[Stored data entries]
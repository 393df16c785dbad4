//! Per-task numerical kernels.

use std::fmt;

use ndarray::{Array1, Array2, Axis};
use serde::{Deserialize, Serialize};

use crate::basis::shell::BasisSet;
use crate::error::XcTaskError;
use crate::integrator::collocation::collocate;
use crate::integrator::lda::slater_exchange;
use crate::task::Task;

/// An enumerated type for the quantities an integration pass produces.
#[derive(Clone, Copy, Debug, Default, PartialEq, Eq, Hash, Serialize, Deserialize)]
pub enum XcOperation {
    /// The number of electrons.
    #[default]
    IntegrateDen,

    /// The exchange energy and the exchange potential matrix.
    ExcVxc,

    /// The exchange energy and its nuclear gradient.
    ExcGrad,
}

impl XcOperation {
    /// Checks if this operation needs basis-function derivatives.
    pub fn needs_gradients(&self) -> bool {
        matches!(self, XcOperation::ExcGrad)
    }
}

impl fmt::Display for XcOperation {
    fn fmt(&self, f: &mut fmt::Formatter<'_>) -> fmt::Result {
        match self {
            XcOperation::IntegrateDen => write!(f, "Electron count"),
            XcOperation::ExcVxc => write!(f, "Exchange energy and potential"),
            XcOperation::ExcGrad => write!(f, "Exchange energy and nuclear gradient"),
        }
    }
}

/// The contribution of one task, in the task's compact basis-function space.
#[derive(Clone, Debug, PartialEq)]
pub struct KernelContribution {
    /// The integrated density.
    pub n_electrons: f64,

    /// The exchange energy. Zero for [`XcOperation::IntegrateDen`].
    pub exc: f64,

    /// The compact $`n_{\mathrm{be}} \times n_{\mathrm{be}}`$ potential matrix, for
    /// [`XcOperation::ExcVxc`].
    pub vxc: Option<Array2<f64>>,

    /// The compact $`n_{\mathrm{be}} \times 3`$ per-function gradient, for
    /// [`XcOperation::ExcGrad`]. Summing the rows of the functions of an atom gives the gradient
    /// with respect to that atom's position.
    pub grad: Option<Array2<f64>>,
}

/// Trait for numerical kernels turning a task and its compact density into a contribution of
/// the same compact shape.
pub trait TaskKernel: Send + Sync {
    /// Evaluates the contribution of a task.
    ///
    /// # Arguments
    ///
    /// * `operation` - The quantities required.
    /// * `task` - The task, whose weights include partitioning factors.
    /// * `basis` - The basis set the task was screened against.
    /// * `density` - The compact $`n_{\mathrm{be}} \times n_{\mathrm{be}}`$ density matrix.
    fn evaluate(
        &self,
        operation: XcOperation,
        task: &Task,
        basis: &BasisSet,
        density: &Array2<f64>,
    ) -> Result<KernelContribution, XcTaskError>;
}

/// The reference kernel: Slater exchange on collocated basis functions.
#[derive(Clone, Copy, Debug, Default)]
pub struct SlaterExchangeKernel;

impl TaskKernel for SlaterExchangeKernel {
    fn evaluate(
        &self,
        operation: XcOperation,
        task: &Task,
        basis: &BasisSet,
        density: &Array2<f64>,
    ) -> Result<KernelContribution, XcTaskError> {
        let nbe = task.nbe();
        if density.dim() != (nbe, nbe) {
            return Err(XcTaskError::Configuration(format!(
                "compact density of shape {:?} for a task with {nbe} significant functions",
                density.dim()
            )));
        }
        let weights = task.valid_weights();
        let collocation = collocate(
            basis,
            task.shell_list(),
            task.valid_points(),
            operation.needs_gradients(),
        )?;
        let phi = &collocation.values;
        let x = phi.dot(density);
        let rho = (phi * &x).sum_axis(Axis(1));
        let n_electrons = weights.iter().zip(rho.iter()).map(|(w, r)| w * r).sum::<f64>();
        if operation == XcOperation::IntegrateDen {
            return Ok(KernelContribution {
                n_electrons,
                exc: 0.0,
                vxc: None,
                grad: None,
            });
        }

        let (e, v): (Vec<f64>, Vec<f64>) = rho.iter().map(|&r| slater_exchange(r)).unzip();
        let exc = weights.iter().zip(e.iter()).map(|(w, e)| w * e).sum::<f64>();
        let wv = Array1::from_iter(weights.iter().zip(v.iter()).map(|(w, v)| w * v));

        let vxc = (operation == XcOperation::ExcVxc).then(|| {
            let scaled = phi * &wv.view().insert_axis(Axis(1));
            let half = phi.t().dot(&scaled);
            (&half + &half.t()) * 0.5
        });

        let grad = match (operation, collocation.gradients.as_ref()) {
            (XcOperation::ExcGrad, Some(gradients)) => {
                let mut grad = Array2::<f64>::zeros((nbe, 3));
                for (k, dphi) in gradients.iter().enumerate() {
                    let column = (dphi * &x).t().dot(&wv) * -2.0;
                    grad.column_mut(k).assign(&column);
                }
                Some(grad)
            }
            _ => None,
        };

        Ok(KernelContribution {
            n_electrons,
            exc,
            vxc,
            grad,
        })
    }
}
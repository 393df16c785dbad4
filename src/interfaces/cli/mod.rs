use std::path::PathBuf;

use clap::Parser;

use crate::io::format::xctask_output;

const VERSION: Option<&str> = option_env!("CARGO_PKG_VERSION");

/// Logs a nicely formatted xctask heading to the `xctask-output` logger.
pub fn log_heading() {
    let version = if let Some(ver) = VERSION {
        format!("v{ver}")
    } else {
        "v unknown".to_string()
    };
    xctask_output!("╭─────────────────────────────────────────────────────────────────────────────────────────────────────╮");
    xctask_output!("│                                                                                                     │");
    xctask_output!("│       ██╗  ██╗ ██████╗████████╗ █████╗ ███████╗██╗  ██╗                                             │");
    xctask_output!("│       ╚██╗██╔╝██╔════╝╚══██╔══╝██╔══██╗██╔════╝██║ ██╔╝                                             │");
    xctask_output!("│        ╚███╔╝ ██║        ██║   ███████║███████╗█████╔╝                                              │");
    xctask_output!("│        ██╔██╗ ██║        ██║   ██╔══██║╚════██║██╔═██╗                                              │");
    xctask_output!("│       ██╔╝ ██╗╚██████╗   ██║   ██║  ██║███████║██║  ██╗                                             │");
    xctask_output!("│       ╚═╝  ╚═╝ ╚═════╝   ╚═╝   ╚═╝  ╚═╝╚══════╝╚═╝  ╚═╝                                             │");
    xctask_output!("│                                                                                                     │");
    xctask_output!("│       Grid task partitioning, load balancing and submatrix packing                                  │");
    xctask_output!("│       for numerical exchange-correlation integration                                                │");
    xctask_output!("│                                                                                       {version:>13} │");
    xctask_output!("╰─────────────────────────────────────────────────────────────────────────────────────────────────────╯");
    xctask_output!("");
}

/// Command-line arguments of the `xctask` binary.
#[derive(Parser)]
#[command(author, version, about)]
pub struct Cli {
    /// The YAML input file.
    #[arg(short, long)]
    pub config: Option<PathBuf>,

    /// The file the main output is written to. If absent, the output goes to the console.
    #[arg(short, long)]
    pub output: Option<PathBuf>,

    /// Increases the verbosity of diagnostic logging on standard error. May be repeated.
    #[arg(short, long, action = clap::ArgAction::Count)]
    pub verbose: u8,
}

* * *

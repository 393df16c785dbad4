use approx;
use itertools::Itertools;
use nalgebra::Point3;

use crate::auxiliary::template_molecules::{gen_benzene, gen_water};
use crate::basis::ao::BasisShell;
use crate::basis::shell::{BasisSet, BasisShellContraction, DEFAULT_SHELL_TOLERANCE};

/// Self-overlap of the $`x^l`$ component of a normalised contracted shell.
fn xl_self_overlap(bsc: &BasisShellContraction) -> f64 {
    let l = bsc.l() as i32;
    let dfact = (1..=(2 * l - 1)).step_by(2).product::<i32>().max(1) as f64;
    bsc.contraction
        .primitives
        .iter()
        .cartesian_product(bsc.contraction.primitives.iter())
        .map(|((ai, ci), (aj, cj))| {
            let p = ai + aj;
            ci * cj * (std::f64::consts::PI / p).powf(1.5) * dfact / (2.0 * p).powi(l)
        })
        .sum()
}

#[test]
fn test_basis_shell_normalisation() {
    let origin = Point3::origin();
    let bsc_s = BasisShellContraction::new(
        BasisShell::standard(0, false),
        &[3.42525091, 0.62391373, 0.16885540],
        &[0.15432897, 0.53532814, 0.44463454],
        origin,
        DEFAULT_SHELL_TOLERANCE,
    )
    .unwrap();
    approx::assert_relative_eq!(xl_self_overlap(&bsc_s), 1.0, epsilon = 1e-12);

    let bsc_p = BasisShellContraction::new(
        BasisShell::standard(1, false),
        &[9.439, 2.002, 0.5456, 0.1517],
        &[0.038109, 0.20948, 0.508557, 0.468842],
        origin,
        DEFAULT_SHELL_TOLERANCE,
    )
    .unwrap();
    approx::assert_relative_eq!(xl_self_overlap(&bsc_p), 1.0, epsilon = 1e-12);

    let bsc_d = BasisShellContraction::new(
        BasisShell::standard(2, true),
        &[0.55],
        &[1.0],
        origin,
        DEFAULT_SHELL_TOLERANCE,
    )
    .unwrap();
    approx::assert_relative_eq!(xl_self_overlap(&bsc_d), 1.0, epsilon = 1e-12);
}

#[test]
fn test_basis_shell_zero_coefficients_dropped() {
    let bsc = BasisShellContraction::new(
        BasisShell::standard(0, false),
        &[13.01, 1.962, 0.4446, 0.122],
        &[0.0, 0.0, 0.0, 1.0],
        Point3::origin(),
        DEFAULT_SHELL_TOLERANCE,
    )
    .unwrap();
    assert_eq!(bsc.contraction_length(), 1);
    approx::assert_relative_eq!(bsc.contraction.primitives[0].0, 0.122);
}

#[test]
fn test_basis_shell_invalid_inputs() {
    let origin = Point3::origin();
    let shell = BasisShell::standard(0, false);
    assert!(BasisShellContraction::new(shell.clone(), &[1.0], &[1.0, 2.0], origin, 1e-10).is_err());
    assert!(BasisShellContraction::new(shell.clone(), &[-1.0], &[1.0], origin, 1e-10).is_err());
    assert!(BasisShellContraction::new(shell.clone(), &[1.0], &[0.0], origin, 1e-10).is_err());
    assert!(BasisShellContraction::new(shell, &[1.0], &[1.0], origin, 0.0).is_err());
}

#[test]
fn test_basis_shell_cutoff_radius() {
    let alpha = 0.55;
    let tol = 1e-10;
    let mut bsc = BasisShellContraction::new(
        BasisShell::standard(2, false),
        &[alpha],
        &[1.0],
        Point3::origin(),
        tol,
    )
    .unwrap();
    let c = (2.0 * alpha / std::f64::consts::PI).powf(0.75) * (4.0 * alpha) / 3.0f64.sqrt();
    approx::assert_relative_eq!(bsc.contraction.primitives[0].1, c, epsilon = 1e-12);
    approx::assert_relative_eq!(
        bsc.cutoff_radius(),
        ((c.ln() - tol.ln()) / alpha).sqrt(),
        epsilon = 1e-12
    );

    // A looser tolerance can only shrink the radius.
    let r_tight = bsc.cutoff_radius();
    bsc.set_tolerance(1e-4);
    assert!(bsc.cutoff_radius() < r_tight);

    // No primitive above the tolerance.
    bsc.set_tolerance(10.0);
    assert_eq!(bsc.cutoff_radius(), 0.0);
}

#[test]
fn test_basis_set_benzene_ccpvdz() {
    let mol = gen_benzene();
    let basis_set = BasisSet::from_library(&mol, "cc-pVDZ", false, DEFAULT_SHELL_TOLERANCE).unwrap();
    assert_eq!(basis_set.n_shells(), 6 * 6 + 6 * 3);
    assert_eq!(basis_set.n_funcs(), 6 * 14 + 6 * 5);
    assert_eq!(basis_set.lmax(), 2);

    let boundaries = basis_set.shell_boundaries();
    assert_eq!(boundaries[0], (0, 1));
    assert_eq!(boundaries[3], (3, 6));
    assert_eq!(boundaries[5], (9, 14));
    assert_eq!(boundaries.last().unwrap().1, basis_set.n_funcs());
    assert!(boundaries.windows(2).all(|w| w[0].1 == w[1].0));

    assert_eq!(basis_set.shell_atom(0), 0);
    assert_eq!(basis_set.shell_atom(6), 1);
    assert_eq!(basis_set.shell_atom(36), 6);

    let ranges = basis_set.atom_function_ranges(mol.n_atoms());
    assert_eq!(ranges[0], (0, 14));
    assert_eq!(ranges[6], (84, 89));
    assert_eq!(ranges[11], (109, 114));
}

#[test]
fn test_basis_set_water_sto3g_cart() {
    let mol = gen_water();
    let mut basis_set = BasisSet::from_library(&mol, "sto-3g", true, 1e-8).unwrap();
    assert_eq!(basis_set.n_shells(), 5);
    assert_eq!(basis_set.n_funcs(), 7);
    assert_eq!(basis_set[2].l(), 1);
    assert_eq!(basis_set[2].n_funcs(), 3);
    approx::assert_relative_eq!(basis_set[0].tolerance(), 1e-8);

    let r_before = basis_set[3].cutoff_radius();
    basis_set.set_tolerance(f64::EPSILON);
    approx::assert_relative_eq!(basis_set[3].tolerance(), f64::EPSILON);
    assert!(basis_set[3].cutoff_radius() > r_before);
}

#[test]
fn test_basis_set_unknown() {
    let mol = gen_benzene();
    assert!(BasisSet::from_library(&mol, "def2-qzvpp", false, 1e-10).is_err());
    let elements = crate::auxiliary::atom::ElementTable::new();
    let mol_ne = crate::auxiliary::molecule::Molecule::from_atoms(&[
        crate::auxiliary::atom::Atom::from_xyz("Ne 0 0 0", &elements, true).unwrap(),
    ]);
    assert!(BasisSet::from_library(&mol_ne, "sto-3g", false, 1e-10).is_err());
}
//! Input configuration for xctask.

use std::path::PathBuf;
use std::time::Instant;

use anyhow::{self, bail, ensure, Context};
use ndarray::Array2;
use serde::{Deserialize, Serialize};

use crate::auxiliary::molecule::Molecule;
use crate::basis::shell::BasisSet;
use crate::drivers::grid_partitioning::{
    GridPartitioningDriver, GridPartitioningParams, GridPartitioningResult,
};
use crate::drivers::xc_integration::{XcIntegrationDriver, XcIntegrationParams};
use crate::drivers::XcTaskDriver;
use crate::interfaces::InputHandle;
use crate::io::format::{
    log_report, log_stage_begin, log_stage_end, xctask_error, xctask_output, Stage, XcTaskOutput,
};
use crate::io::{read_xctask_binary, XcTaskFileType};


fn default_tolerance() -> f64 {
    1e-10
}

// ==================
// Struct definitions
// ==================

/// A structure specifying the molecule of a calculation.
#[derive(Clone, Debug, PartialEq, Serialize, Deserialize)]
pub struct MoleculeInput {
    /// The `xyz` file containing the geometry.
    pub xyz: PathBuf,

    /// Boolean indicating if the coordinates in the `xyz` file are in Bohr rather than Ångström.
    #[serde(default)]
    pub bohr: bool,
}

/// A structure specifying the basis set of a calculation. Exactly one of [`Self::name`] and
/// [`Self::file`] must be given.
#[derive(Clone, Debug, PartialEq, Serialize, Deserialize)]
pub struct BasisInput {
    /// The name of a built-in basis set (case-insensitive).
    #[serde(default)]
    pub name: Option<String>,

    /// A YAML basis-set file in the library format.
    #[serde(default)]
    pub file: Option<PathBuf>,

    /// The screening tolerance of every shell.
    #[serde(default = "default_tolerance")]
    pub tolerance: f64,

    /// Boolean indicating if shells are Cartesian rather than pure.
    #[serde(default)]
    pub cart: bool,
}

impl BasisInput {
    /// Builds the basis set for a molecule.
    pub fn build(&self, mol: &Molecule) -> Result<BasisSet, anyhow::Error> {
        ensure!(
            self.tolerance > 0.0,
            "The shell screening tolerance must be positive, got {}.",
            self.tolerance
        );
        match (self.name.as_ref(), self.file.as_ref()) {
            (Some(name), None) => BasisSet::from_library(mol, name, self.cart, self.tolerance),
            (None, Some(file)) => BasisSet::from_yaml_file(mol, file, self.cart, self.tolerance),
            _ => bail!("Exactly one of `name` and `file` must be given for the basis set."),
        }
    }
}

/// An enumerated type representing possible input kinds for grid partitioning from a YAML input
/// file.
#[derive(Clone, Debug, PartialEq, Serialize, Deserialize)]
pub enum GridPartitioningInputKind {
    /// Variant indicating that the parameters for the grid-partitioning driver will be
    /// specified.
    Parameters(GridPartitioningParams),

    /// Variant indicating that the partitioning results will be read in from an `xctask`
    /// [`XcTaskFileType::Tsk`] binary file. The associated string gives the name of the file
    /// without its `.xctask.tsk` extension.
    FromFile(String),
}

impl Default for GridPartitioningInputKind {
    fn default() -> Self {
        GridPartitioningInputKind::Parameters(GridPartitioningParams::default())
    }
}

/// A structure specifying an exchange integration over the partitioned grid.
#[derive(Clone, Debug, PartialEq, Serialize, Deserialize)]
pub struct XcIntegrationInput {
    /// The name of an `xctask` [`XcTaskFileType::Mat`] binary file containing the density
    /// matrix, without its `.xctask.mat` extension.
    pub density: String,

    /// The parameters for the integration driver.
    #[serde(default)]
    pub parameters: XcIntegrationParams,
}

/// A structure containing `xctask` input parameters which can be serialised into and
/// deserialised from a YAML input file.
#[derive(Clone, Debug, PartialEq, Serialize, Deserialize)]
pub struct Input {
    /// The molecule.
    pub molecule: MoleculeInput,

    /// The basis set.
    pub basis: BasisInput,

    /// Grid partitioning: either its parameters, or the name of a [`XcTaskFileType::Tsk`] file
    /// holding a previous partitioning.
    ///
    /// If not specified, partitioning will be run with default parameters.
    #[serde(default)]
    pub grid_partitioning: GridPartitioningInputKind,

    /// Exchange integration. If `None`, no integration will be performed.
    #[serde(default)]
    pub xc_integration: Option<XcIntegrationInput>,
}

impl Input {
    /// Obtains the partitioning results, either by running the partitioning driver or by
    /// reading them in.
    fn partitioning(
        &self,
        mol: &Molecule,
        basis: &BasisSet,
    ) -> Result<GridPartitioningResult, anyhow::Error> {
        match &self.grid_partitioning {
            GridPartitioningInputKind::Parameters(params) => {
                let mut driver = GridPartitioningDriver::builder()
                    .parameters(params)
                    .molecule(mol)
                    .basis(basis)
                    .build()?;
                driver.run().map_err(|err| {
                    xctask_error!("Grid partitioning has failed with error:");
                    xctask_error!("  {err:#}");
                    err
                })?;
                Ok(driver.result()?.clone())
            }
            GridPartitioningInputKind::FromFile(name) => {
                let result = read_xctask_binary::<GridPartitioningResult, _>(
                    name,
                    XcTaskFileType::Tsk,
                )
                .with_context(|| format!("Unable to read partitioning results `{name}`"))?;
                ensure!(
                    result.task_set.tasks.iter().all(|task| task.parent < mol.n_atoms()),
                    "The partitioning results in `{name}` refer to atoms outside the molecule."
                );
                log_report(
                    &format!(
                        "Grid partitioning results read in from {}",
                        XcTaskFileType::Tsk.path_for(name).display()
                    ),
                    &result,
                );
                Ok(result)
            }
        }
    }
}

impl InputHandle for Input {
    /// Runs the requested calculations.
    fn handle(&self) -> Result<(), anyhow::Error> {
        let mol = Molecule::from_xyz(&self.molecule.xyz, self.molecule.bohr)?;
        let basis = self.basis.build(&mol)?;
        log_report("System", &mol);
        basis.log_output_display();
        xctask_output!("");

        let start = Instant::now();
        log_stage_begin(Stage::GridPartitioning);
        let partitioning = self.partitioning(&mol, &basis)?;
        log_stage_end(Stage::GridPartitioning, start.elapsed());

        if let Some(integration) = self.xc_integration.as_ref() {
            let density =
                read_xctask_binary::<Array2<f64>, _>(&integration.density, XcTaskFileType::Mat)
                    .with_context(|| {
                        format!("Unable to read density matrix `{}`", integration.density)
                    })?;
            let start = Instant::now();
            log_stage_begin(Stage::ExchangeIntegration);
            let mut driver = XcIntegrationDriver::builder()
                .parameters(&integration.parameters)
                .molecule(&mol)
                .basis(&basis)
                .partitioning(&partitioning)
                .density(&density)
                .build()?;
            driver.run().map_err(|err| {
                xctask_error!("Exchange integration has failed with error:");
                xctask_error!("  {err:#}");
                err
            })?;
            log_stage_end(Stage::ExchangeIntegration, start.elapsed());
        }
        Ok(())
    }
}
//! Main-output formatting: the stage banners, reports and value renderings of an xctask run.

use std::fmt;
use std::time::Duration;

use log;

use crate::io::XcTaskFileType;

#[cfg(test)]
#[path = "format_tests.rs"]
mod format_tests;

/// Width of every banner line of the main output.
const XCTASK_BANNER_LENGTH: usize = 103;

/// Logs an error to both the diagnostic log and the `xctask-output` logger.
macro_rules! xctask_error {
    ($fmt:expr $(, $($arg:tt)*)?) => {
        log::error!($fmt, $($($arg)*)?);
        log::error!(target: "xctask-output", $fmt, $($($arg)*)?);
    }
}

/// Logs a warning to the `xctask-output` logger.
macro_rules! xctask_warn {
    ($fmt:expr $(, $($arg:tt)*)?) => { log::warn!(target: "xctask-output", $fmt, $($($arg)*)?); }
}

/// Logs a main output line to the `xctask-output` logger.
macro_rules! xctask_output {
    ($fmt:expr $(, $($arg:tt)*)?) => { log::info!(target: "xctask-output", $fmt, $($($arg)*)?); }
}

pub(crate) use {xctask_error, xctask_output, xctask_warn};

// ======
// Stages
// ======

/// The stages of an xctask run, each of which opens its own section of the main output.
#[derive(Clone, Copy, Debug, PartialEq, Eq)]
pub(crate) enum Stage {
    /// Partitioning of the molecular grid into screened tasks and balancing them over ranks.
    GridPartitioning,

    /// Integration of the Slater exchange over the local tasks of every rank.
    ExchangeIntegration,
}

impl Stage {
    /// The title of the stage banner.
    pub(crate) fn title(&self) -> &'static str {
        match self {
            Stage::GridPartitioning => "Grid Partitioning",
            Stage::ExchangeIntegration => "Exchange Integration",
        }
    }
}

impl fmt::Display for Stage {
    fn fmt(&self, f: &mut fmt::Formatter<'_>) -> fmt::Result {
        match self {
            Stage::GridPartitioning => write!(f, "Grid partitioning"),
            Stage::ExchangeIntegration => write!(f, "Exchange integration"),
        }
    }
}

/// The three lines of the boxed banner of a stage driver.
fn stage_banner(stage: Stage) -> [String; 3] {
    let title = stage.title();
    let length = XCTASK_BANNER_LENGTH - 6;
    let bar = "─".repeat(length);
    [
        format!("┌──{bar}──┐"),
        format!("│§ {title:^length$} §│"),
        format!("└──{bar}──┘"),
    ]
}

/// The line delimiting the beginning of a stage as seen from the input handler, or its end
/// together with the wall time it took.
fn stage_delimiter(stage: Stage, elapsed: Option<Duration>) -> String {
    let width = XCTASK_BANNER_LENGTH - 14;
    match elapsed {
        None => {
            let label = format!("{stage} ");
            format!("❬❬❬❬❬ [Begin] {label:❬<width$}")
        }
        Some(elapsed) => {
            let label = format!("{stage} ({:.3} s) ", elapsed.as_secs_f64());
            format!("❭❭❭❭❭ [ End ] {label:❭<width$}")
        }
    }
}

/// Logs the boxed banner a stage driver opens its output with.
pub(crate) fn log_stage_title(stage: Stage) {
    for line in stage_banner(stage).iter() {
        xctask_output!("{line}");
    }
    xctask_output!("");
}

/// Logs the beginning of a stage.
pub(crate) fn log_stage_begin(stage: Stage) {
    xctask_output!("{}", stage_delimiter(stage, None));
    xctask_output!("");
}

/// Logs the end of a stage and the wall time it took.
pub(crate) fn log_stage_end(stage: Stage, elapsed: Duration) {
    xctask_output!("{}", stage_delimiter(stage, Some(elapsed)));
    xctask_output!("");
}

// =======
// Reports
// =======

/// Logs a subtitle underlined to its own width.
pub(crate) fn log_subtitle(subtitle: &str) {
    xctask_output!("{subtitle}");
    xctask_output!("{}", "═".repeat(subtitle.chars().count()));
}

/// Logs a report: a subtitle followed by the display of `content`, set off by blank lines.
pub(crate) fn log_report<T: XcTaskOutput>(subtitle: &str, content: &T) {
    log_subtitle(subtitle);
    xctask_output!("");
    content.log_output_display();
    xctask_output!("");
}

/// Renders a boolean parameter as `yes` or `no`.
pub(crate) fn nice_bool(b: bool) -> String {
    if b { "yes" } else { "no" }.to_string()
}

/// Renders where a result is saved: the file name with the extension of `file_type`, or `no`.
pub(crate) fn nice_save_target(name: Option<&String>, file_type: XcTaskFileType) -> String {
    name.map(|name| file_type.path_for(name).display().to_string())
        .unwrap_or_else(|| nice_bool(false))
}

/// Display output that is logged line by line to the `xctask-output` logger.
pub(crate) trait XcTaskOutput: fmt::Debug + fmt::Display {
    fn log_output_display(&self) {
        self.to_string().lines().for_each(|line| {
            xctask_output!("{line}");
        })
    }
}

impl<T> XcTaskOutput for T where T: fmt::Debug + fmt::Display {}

## Assignment
If a line of the records includes the string "SlaterExchangeKernel", copy it out.

## Result of the task
pub struct SlaterExchangeKernel;
impl TaskKernel for SlaterExchangeKernel {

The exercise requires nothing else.